Alzheimer: Demenz-Risiko offenbar überschätzt
Eine Langzeitstudie aus den USA bestätigt, dass der Trend rückläufig ist. Eine mögliche Ursache ist die bessere Vorbeugung von Gefäßleiden.
Geistiger Verfall, Demenz, ist gefürchtet. Hochrechnungen sagen angesichts einer wachsenden und älter werdenden Weltbevölkerung einen rapiden Anstieg der Fälle voraus. Auch deshalb, weil mit der größeren Lebenserwartung das Demenzrisiko zunimmt: Ältere erkranken öfter. Doch gleichzeitig mehren sich die Hinweise, dass die Häufigkeit der Demenzen in den Industrienationen schwindet und damit das Risiko des Einzelnen, dement zu werden. Das bislang eindrucksvollste Beispiel dafür liefert nun eine neue Auswertung der Framingham-Herz-Studie, einer seit 1948 laufenden Langzeituntersuchung der Bürger der Stadt Framingham an der amerikanischen Ostküste.

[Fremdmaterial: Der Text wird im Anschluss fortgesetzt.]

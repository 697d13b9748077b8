//! Room table: lobbies of up to two players and the match they play
//!
//! Rooms live in a fixed number of slots and are addressed by slot index.
//! A room owns its [`GameState`] while a match is running; the game is
//! dropped when the match ends or the room is torn down.

use crate::connection::Outbox;
use crate::game::GameState;
use crate::session::{SessionId, SessionRegistry};
use log::info;
use shared::MessageType;
use thiserror::Error;

pub type RoomId = usize;

pub const PLAYERS_PER_ROOM: usize = 2;
pub const ROOM_NAME_MAX_LEN: usize = 15;

#[derive(Debug, Clone, Copy, PartialEq, Eq)]
pub enum RoomStatus {
    Waiting,
    Ready,
    Playing,
    Finished,
}

impl RoomStatus {
    /// Single-letter form used in room listings
    pub fn symbol(self) -> char {
        match self {
            RoomStatus::Waiting => 'W',
            RoomStatus::Ready => 'R',
            RoomStatus::Playing => 'P',
            RoomStatus::Finished => 'F',
        }
    }
}

#[derive(Debug, Clone, PartialEq, Eq, Error)]
pub enum RoomError {
    #[error("Room not found")]
    NotFound,
    #[error("Game already started")]
    AlreadyStarted,
    #[error("Room is full")]
    Full,
    #[error("Already in this room")]
    AlreadyMember,
    #[error("Not a member of this room")]
    NotMember,
    #[error("Room is not empty")]
    NotEmpty,
    #[error("No free room slot")]
    NoFreeSlot,
    #[error("Room name must be 1 to 15 characters")]
    InvalidName,
}

#[derive(Debug, Clone, PartialEq, Eq)]
pub struct Member {
    pub session: SessionId,
    pub ready: bool,
}

#[derive(Debug, Clone)]
pub struct Room {
    pub id: RoomId,
    pub name: String,
    pub status: RoomStatus,
    pub owner: SessionId,
    /// In join order; the first member takes the starter seat
    pub members: Vec<Member>,
    pub game: Option<GameState>,
}

impl Room {
    fn new(id: RoomId, name: &str, creator: SessionId) -> Self {
        Self {
            id,
            name: name.to_string(),
            status: RoomStatus::Waiting,
            owner: creator,
            members: vec![Member {
                session: creator,
                ready: false,
            }],
            game: None,
        }
    }

    pub fn is_member(&self, session: SessionId) -> bool {
        self.members.iter().any(|m| m.session == session)
    }

    pub fn ready_count(&self) -> usize {
        self.members.iter().filter(|m| m.ready).count()
    }

    /// A full room whose members have all opted in
    pub fn all_ready(&self) -> bool {
        self.members.len() == PLAYERS_PER_ROOM && self.ready_count() == self.members.len()
    }

    pub fn member_ids(&self) -> Vec<SessionId> {
        self.members.iter().map(|m| m.session).collect()
    }

    /// Every member other than `session`
    pub fn others(&self, session: SessionId) -> Vec<SessionId> {
        self.members
            .iter()
            .map(|m| m.session)
            .filter(|s| *s != session)
            .collect()
    }

    pub fn reset_ready(&mut self) {
        for member in &mut self.members {
            member.ready = false;
        }
        self.refresh_status();
    }

    /// Waiting/Ready follow the ready flags; Playing and Finished are set
    /// explicitly by the match lifecycle
    fn refresh_status(&mut self) {
        if matches!(self.status, RoomStatus::Waiting | RoomStatus::Ready) {
            self.status = if self.all_ready() {
                RoomStatus::Ready
            } else {
                RoomStatus::Waiting
            };
        }
    }

    /// Hands a freshly started game to the room
    pub fn begin_match(&mut self, game: GameState) {
        self.game = Some(game);
        self.status = RoomStatus::Playing;
        self.reset_ready();
    }

    /// Drops the game after a match ends; members stay seated for a rematch
    pub fn finish_match(&mut self) {
        self.game = None;
        self.status = RoomStatus::Finished;
        self.reset_ready();
    }

    /// `<id>|<name>|(<count>/<max>)|<status>,`
    pub fn summary(&self) -> String {
        format!(
            "{}|{}|({}/{})|{},\n",
            self.id,
            self.name,
            self.members.len(),
            PLAYERS_PER_ROOM,
            self.status.symbol()
        )
    }

    /// `<nick>|READY|OWNER,` per member
    pub fn info(&self, sessions: &SessionRegistry) -> String {
        self.members
            .iter()
            .map(|m| {
                let nick = sessions.get(m.session).map(|s| s.nick()).unwrap_or("");
                format!(
                    "{}|{}|{},",
                    nick,
                    if m.ready { "READY" } else { "NOT READY" },
                    if m.session == self.owner {
                        "OWNER"
                    } else {
                        "GUEST"
                    }
                )
            })
            .collect()
    }
}

/// Fixed-size table of rooms
#[derive(Debug)]
pub struct RoomRegistry {
    rooms: Vec<Option<Room>>,
}

impl RoomRegistry {
    pub fn new(capacity: usize) -> Self {
        Self {
            rooms: (0..capacity).map(|_| None).collect(),
        }
    }

    /// Opens a room with `creator` as its only member and owner
    pub fn create(&mut self, name: &str, creator: SessionId) -> Result<RoomId, RoomError> {
        if name.is_empty() || name.len() > ROOM_NAME_MAX_LEN {
            return Err(RoomError::InvalidName);
        }
        let id = self
            .rooms
            .iter()
            .position(Option::is_none)
            .ok_or(RoomError::NoFreeSlot)?;

        self.rooms[id] = Some(Room::new(id, name, creator));
        info!("Room {} '{}' created by slot {}", id, name, creator);
        Ok(id)
    }

    pub fn join(&mut self, id: RoomId, session: SessionId) -> Result<(), RoomError> {
        let room = self.find_mut(id).ok_or(RoomError::NotFound)?;
        if room.is_member(session) {
            return Err(RoomError::AlreadyMember);
        }
        if matches!(room.status, RoomStatus::Playing | RoomStatus::Finished) {
            return Err(RoomError::AlreadyStarted);
        }
        if room.members.len() >= PLAYERS_PER_ROOM {
            return Err(RoomError::Full);
        }

        room.members.push(Member {
            session,
            ready: false,
        });
        room.refresh_status();
        info!("Slot {} joined room {}", session, id);
        Ok(())
    }

    /// Removes `session` from the room
    ///
    /// Any running game is dropped and the room returns to Waiting. If the
    /// owner left, ownership passes to the remaining member with the lowest
    /// slot, which is returned. The room is freed when its last member leaves.
    pub fn leave(&mut self, id: RoomId, session: SessionId) -> Result<Option<SessionId>, RoomError> {
        let room = self.find_mut(id).ok_or(RoomError::NotFound)?;
        if !room.is_member(session) {
            return Err(RoomError::NotMember);
        }

        room.members.retain(|m| m.session != session);
        info!("Slot {} left room {}", session, id);

        if room.members.is_empty() {
            self.delete(id)?;
            info!("Room {} is empty and was freed", id);
            return Ok(None);
        }

        room.game = None;
        room.status = RoomStatus::Waiting;
        room.refresh_status();

        if room.owner == session {
            let next = room.members.iter().map(|m| m.session).min();
            if let Some(owner) = next {
                room.owner = owner;
                info!("Slot {} now owns room {}", owner, id);
            }
            return Ok(next);
        }
        Ok(None)
    }

    /// Sets the ready flag and returns the number of ready members
    pub fn set_ready(&mut self, id: RoomId, session: SessionId, ready: bool) -> Result<usize, RoomError> {
        let room = self.find_mut(id).ok_or(RoomError::NotFound)?;
        let member = room
            .members
            .iter_mut()
            .find(|m| m.session == session)
            .ok_or(RoomError::NotMember)?;
        member.ready = ready;
        room.refresh_status();
        Ok(room.ready_count())
    }

    pub fn find(&self, id: RoomId) -> Option<&Room> {
        self.rooms.get(id).and_then(Option::as_ref)
    }

    pub fn find_mut(&mut self, id: RoomId) -> Option<&mut Room> {
        self.rooms.get_mut(id).and_then(Option::as_mut)
    }

    pub fn find_by_session(&self, session: SessionId) -> Option<RoomId> {
        self.rooms
            .iter()
            .flatten()
            .find(|room| room.is_member(session))
            .map(|room| room.id)
    }

    /// Listing of every open room, or None when there are none
    pub fn list(&self) -> Option<String> {
        let listing: String = self.rooms.iter().flatten().map(Room::summary).collect();
        (!listing.is_empty()).then_some(listing)
    }

    /// Frees an empty room slot
    pub fn delete(&mut self, id: RoomId) -> Result<(), RoomError> {
        let room = self.find(id).ok_or(RoomError::NotFound)?;
        if !room.members.is_empty() {
            return Err(RoomError::NotEmpty);
        }
        self.rooms[id] = None;
        Ok(())
    }

    /// Removes a room regardless of its members, returning it
    pub fn remove(&mut self, id: RoomId) -> Option<Room> {
        let room = self.rooms.get_mut(id)?.take();
        if room.is_some() {
            info!("Room {} torn down", id);
        }
        room
    }

    /// Queues a frame for every connected member except `except`
    pub fn broadcast(
        &self,
        id: RoomId,
        sessions: &SessionRegistry,
        outbox: &mut Outbox,
        msg_type: MessageType,
        payload: &str,
        except: Option<SessionId>,
    ) {
        if let Some(room) = self.find(id) {
            for member in &room.members {
                if Some(member.session) != except {
                    sessions.notify(outbox, member.session, msg_type, payload);
                }
            }
        }
    }
}

#[cfg(test)]
mod tests {
    use super::*;

    #[test]
    fn test_create_and_list() {
        let mut rooms = RoomRegistry::new(2);
        assert_eq!(rooms.list(), None);

        let id = rooms.create("table1", 0).unwrap();
        assert_eq!(id, 0);
        assert_eq!(rooms.list().unwrap(), "0|table1|(1/2)|W,\n");

        assert_eq!(rooms.create("table2", 1), Ok(1));
        assert_eq!(rooms.create("table3", 2), Err(RoomError::NoFreeSlot));
        assert_eq!(rooms.create("", 2), Err(RoomError::InvalidName));
        assert_eq!(rooms.create(&"x".repeat(16), 2), Err(RoomError::InvalidName));
    }

    #[test]
    fn test_join_errors() {
        let mut rooms = RoomRegistry::new(2);
        let id = rooms.create("table1", 0).unwrap();

        assert_eq!(rooms.join(5, 1), Err(RoomError::NotFound));
        assert_eq!(rooms.join(id, 0), Err(RoomError::AlreadyMember));
        assert_eq!(rooms.join(id, 1), Ok(()));
        assert_eq!(rooms.join(id, 2), Err(RoomError::Full));

        rooms.find_mut(id).unwrap().status = RoomStatus::Playing;
        assert_eq!(rooms.join(id, 2), Err(RoomError::AlreadyStarted));
    }

    #[test]
    fn test_ready_tracking() {
        let mut rooms = RoomRegistry::new(1);
        let id = rooms.create("table1", 0).unwrap();
        assert_eq!(rooms.set_ready(id, 0, true), Ok(1));
        assert!(!rooms.find(id).unwrap().all_ready());

        rooms.join(id, 1).unwrap();
        assert_eq!(rooms.set_ready(id, 1, true), Ok(2));
        assert_eq!(rooms.find(id).unwrap().status, RoomStatus::Ready);

        assert_eq!(rooms.set_ready(id, 1, false), Ok(1));
        assert_eq!(rooms.find(id).unwrap().status, RoomStatus::Waiting);
        assert_eq!(rooms.set_ready(id, 4, true), Err(RoomError::NotMember));
    }

    #[test]
    fn test_owner_reassigned_on_leave() {
        let mut rooms = RoomRegistry::new(1);
        let id = rooms.create("table1", 3).unwrap();
        rooms.join(id, 1).unwrap();

        assert_eq!(rooms.leave(id, 3), Ok(Some(1)));
        assert_eq!(rooms.find(id).unwrap().owner, 1);
        assert_eq!(rooms.leave(id, 3), Err(RoomError::NotMember));

        assert_eq!(rooms.leave(id, 1), Ok(None));
        assert!(rooms.find(id).is_none());
        assert_eq!(rooms.delete(id), Err(RoomError::NotFound));
        assert_eq!(rooms.find_by_session(1), None);

        // The freed slot is handed out again
        assert_eq!(rooms.create("table2", 1), Ok(id));
    }

    #[test]
    fn test_guest_leave_keeps_owner() {
        let mut rooms = RoomRegistry::new(1);
        let id = rooms.create("table1", 0).unwrap();
        rooms.join(id, 1).unwrap();
        assert_eq!(rooms.leave(id, 1), Ok(None));
        assert_eq!(rooms.find(id).unwrap().owner, 0);
        assert_eq!(rooms.find_by_session(0), Some(id));
        assert_eq!(rooms.find_by_session(1), None);
    }

    #[test]
    fn test_delete_requires_empty_room() {
        let mut rooms = RoomRegistry::new(1);
        let id = rooms.create("table1", 0).unwrap();
        assert_eq!(rooms.delete(id), Err(RoomError::NotEmpty));

        rooms.find_mut(id).unwrap().members.clear();
        assert_eq!(rooms.delete(id), Ok(()));
        assert_eq!(rooms.delete(id), Err(RoomError::NotFound));
    }

    #[test]
    fn test_match_lifecycle_status() {
        let mut rooms = RoomRegistry::new(1);
        let id = rooms.create("table1", 0).unwrap();
        rooms.join(id, 1).unwrap();
        rooms.set_ready(id, 0, true).unwrap();
        rooms.set_ready(id, 1, true).unwrap();

        let room = rooms.find_mut(id).unwrap();
        let mut game = GameState::new(id, &room.member_ids(), false);
        game.start();
        room.begin_match(game);
        assert_eq!(room.status, RoomStatus::Playing);
        assert_eq!(room.ready_count(), 0);
        assert!(room.game.is_some());

        room.finish_match();
        assert_eq!(room.status, RoomStatus::Finished);
        assert!(room.game.is_none());
        assert_eq!(rooms.join(id, 2), Err(RoomError::AlreadyStarted));
    }
}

Die Analyse umfasste 5205 Teilnehmer im Alter von 60 bis 101 Jahren. Berechnet wurde das Demenz-Risiko in vier Zeitabschnitten (Epochen): In den Jahren 1977 bis 1983, 1986 bis 1991, 1992 bis 1998 und 2004 bis 2008. Aufgrund von Überschneidungen waren pro Epoche mehr als 2000 Teilnehmer vertreten. Wie die Wissenschaftler um die Neurologin Sudha Seshadri von der Universität Boston im Fachblatt „New England Journal of Medicine“ berichten, ging die Häufigkeit von Demenz-Neuerkrankungen (Inzidenz) seit 1997 in jedem Jahrzehnt um 20 Prozent zurück.
Wie kommt es zu dem Rückgang?
In der ersten Epoche erkrankten 3,6 von 100 Teilnehmern an Demenz, in der zweiten 2,8, in der dritten 2,2 und in der vierten nur noch zwei. Damit sank im Vergleich zur ersten Epoche die Demenz in der zweiten Epoche um 22 Prozent, in der dritten um 38 und in der vierten um 44 Prozent. Dieser positive Trend wurde nur bei jenen Personen beobachtet, die mindestens einen Highschool-Abschluss hatten (etwa 80 Prozent). Die Diagnose einer Demenz verschob sich zwischen 1977 und 2008 im Mittel um fünf Jahre „nach hinten“.
Wie erklärt sich die positive Entwicklung? Die Forscher ziehen als mögliche Ursache das gestiegene Bildungsniveau und den Rückgang von Risikofaktoren für Herz- und Gefäßleiden heran, etwa hohen Blutdruck und überhöhte Cholesterinwerte. Lediglich Fettsucht und Zuckerkrankheit nahmen über die Jahre zu. Rückläufig waren zudem die Häufigkeit von Schlaganfällen und anderen Herz- und Gefäßleiden. Auch dieser Trend zeigte sich nur bei jenen, die mindestens eine Highschool-Abschluss hatten.
Es ist denkbar, dass eine frühere Erkennung und bessere Behandlung von Gefäßleiden das Demenzrisiko gesenkt hat. Dafür spricht auch, das vor allem die Häufigkeit von gefäßbedingter Demenz („Verkalkung“) rückläufig war, während der Rückgang der durch Eiweißablagerungen gekennzeichneten Alzheimer-Demenz weniger ausgeprägt war.
Weniger Eiweißablagerungen im Gehirn
Allerdings reicht diese Erklärung nicht aus. Die Wissenschaftler vermuten, dass weitere Ursachen im Spiel sind. So verweisen sie auf Obduktionsergebnisse aus der Schweiz. Bei denen zeigte sich, dass die Alzheimer-typischen Eiweißablagerungen im Gehirn von über 65-Jährigen im Zeitraum von 1972 bis 2006 weniger geworden waren. Die Menschen in den westlichen Industrienationen altern also gesünder. Noch kennt man die genauen Ursachen dafür nicht.
Die Forscher hoffen, dass bessere Vorbeugung und Behandlung von Herz- und Gefäßleiden, von Schlaganfällen und von entsprechenden Risikofaktoren helfen werden, die Belastung durch Demenz in den kommenden Jahren zu verringern. Dennoch werde die absolute Zahl der Demenz-Patienten weiter zunehmen. Auch deshalb, weil nun die Babyboomer in die Jahre kommen. Aber ganz so düster wie von manchen erwartet ist die Zukunft vermutlich nicht. Die Prognose für Deutschland, nach der sich die Zahl der Demenzen bis 2050 mindestens verdoppelt, muss womöglich revidiert werden – nach unten.